Frederic Denefle, president of the International Union of Marine Insurance (IUMI), said marine war risk underwriters are finding solutions to providing cover for ships trading to Russia and Ukraine after reinsurers pulled their support.

Reinsurers introduced a Russian and Ukraine exclusion clauses when they renewed treaty cover with insurers at the annual 1 January policy renewal.

The clauses removed a critical layer of security for underwriters insuring ships carrying grain from Ukraine, or non-sanctioned oil and gas from Russia.

Denefle said war risk underwriters are now seeking limit their own exposure while providing shipowners with cover.

“The challenge insurance companies face is how they would find their way around risks without the support of reinsurers,” Denefle said at an IUMI gathering in London.

“We have had to deal with it, take some risk out, and balance it out,” he said.

Denefle is closer to the issue than most in his role as chief executive of French specialist war risk underwriter Garex.

“We need to go back to a better spread of risk and increasingly make sure, with the broker involved, that we can also find people to share the risks, or potentially we take the risk on our own,” he said.

Controlling the accumulation of risk has been another key element.
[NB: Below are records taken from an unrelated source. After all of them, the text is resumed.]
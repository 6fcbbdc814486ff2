//! URI model for file and content resources.
//!
//! This module provides the [`Uri`] type, a lightweight representation of
//! the URI strings the client passes between its layers: local-file URIs
//! (`file:///…`), provider-mediated content URIs (`content://…`), and bare
//! filesystem paths with no scheme at all.
//!
//! Metadata resolution does not branch on scheme strings directly; it
//! dispatches on the tagged [`UriTarget`] returned by [`Uri::target`].
//!
//! # Examples
//!
//! ```
//! use std::path::Path;
//! use petrel_platform::types::uri::{Uri, UriTarget};
//!
//! let uri = Uri::parse("content://mail.attachments/item/42");
//! assert_eq!(uri.scheme(), Some("content"));
//! assert_eq!(uri.last_segment(), Some("42"));
//! assert!(matches!(uri.target(), UriTarget::ContentResource));
//!
//! let file = Uri::from_file_path(Path::new("/data/export/draft.eml"));
//! assert_eq!(file.as_str(), "file:///data/export/draft.eml");
//! ```

use std::fmt;
use std::path::{Path, PathBuf};

/// Classification of a [`Uri`] for metadata resolution.
///
/// Produced by [`Uri::target`]; resolution logic matches on this enum
/// instead of comparing scheme strings at each call site.
#[derive(Debug, Clone, PartialEq, Eq)]
pub enum UriTarget<'a> {
    /// A directly readable filesystem path (`file` scheme or no scheme).
    LocalFile(PathBuf),
    /// A provider-mediated resource (`content` scheme); its metadata must be
    /// queried, not read from the filesystem.
    ContentResource,
    /// Any other scheme. Contains the scheme name.
    Unsupported(&'a str),
}

/// An owned URI string with scheme-aware accessors.
///
/// Parsing is infallible: a string with no recognizable scheme is treated as
/// a bare filesystem path, which is exactly how the rest of the client hands
/// such strings around.
#[derive(Debug, Clone, PartialEq, Eq, Hash)]
pub struct Uri {
    raw: String,
}

impl Uri {
    /// Wraps a raw URI string.
    pub fn parse(raw: impl Into<String>) -> Self {
        Uri { raw: raw.into() }
    }

    /// Builds the canonical local-file URI for a filesystem path.
    ///
    /// The path is expected to be absolute; the result is
    /// `file://<path>`, e.g. `file:///data/export/draft.eml`.
    pub fn from_file_path(path: &Path) -> Self {
        Uri {
            raw: format!("file://{}", path.display()),
        }
    }

    /// Returns the URI as a string slice.
    pub fn as_str(&self) -> &str {
        &self.raw
    }

    /// Returns the scheme, if the URI has one.
    ///
    /// A scheme is an ASCII-alphabetic character followed by alphanumerics
    /// or `+`/`-`/`.`, terminated by `:`. Anything else means the string is
    /// a bare path and `None` is returned.
    pub fn scheme(&self) -> Option<&str> {
        let colon = self.raw.find(':')?;
        let candidate = &self.raw[..colon];
        let mut chars = candidate.chars();
        let first = chars.next()?;
        if !first.is_ascii_alphabetic() {
            return None;
        }
        if chars.all(|c| c.is_ascii_alphanumeric() || matches!(c, '+' | '-' | '.')) {
            Some(candidate)
        } else {
            None
        }
    }

    /// Returns the hierarchical path component.
    ///
    /// The scheme, the authority (the `//host` part, when present), and any
    /// query or fragment are stripped. For a bare path the whole string is
    /// returned.
    pub fn path(&self) -> &str {
        let rest = match self.scheme() {
            Some(scheme) => &self.raw[scheme.len() + 1..],
            None => &self.raw,
        };
        let end = rest.find(|c| c == '?' || c == '#').unwrap_or(rest.len());
        let rest = &rest[..end];

        match rest.strip_prefix("//") {
            Some(hier) => match hier.find('/') {
                Some(slash) => &hier[slash..],
                None => "",
            },
            None => rest,
        }
    }

    /// Returns the last segment of the path, if any.
    ///
    /// A trailing slash is ignored, so `content://a/b/` yields `b`. Returns
    /// `None` when the path is empty or consists only of slashes.
    pub fn last_segment(&self) -> Option<&str> {
        let path = self.path();
        let trimmed = path.strip_suffix('/').unwrap_or(path);
        trimmed.rsplit('/').next().filter(|s| !s.is_empty())
    }

    /// Classifies the URI for metadata resolution.
    ///
    /// - `file` scheme or no scheme: [`UriTarget::LocalFile`] carrying the
    ///   path component.
    /// - `content` scheme: [`UriTarget::ContentResource`].
    /// - anything else: [`UriTarget::Unsupported`] carrying the scheme.
    pub fn target(&self) -> UriTarget<'_> {
        match self.scheme() {
            None | Some("file") => UriTarget::LocalFile(PathBuf::from(self.path())),
            Some("content") => UriTarget::ContentResource,
            Some(other) => UriTarget::Unsupported(other),
        }
    }
}

impl fmt::Display for Uri {
    fn fmt(&self, f: &mut fmt::Formatter<'_>) -> fmt::Result {
        write!(f, "{}", self.raw)
    }
}

impl AsRef<str> for Uri {
    fn as_ref(&self) -> &str {
        &self.raw
    }
}

impl From<Uri> for String {
    fn from(uri: Uri) -> Self {
        uri.raw
    }
}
Digital technology is being used to help insurers make sure that the underwriter does not have too many assureds in a high-risk area at the same time.

Denefle said the withdrawal of backing by reinsurers this January had caught the market by surprise. “We did not expect such a pronounced reaction from them, we thought it would be more progressive,” he said.

Denefle said geopolitics is increasingly influencing the work of marine insurers as a result of sanctions from the US, Europe and Iran.

“Iran will halt shipping trade against any nation that has raised sanctions and embargoes against their interests, which has enormous implications for the Persian Gulf,” he said.

He also cited the tension between China and Taiwan as a cause for concern.

Other issues that are affecting marine insurers include the economic downturn and inflation, safety — including ro-ro and container ship fires — and Environmental Social and Governance matters.

He said IUMI had a role to play in helping the marine insurance industry through the current situation.

“IUMI has a responsibility to navigate and support the marine insurance industry. A downturn in trade, geopolitical tensions, inflation, ESG factors — as well as onboard safety — are all creating complexity,” he said.

“We remain fully committed to assisting our members and providing comprehensive guidelines to the larger marine insurance market.”

IUMI members will gather to discuss the industry’s issues at its annual conference which will be held in Edinburgh in September.